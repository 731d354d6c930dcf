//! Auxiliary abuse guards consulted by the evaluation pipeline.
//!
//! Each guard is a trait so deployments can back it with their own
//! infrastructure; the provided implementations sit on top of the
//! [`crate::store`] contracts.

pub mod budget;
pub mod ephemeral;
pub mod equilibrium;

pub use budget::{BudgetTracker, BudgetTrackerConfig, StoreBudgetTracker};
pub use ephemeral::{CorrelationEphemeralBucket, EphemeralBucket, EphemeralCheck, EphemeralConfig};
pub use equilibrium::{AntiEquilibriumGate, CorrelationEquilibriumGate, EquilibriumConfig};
- - - -
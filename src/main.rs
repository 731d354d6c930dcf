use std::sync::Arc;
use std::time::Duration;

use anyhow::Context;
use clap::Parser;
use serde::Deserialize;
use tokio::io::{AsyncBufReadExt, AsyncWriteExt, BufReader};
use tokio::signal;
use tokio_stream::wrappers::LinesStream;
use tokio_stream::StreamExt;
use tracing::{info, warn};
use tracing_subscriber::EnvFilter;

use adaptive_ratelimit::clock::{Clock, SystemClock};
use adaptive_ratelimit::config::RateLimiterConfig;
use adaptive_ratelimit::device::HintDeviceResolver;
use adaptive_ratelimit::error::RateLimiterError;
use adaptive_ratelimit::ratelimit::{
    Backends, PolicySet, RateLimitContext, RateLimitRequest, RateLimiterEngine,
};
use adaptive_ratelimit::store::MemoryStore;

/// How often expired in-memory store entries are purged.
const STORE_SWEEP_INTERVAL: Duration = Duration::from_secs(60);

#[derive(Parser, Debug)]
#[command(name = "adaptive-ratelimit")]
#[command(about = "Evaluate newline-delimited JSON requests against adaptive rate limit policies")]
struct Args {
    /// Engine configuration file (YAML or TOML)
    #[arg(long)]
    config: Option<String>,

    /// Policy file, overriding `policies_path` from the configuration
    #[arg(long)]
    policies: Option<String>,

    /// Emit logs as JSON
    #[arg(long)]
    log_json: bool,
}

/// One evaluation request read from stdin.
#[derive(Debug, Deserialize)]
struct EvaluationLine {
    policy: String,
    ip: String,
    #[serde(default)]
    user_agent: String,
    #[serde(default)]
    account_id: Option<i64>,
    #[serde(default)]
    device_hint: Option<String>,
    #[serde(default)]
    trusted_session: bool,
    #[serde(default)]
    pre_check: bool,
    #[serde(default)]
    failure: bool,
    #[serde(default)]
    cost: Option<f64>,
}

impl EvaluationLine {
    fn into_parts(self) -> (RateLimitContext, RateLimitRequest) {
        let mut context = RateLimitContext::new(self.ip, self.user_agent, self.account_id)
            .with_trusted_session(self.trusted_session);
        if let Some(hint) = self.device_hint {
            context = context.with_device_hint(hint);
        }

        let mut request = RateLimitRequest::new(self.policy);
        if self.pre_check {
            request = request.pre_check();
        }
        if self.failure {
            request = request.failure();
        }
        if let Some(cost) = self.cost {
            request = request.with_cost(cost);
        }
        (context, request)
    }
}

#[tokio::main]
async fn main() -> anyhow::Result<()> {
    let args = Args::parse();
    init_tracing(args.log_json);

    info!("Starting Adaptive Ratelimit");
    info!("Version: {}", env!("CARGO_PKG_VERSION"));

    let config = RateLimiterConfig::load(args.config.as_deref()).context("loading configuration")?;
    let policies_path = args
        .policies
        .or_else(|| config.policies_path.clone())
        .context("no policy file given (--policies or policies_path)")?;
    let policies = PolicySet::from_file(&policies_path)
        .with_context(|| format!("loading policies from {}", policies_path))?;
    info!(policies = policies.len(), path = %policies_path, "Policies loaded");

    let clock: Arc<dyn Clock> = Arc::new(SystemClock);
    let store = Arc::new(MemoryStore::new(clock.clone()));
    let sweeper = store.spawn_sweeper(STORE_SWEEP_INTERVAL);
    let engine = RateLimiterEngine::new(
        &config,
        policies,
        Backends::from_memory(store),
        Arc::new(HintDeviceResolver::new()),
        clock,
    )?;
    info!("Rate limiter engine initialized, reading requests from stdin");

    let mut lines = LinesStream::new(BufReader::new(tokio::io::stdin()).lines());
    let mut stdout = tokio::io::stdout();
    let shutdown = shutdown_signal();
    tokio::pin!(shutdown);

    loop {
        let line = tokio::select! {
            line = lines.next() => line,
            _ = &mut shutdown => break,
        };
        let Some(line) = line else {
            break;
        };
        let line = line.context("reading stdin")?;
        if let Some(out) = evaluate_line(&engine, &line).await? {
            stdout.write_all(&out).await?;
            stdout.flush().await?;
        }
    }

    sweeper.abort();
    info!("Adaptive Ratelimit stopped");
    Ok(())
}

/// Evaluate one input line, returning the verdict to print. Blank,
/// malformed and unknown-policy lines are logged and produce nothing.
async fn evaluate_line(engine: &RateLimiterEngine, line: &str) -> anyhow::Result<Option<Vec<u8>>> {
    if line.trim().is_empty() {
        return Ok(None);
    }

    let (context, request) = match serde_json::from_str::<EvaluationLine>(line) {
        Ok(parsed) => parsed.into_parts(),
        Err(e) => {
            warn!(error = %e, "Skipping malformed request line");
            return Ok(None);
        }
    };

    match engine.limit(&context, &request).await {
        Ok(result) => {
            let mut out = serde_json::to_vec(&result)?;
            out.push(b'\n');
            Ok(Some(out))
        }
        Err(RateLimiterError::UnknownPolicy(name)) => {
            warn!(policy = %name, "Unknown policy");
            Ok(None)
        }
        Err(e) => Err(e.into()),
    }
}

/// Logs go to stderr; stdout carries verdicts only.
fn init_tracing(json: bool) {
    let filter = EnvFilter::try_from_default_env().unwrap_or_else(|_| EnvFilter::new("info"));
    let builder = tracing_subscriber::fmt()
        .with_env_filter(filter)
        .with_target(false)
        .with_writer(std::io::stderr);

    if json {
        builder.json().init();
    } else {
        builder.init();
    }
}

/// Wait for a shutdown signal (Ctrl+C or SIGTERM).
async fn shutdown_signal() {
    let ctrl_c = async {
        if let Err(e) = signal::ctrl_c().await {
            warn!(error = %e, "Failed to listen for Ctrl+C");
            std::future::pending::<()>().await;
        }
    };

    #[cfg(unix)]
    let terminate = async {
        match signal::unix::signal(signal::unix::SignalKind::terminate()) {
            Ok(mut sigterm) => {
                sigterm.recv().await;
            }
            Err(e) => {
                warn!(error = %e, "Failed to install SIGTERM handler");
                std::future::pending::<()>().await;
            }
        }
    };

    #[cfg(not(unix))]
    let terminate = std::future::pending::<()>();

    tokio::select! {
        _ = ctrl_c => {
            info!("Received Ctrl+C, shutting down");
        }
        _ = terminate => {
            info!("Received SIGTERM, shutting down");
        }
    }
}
- - - -
* EXERCISE GOAL:
Among the lines of the data, find every one that holds "EnvFilter" and copy it.

* ANSWER SPACE:
use tracing_subscriber::EnvFilter;
    let filter = EnvFilter::try_from_default_env().unwrap_or_else(|_| EnvFilter::new("info"));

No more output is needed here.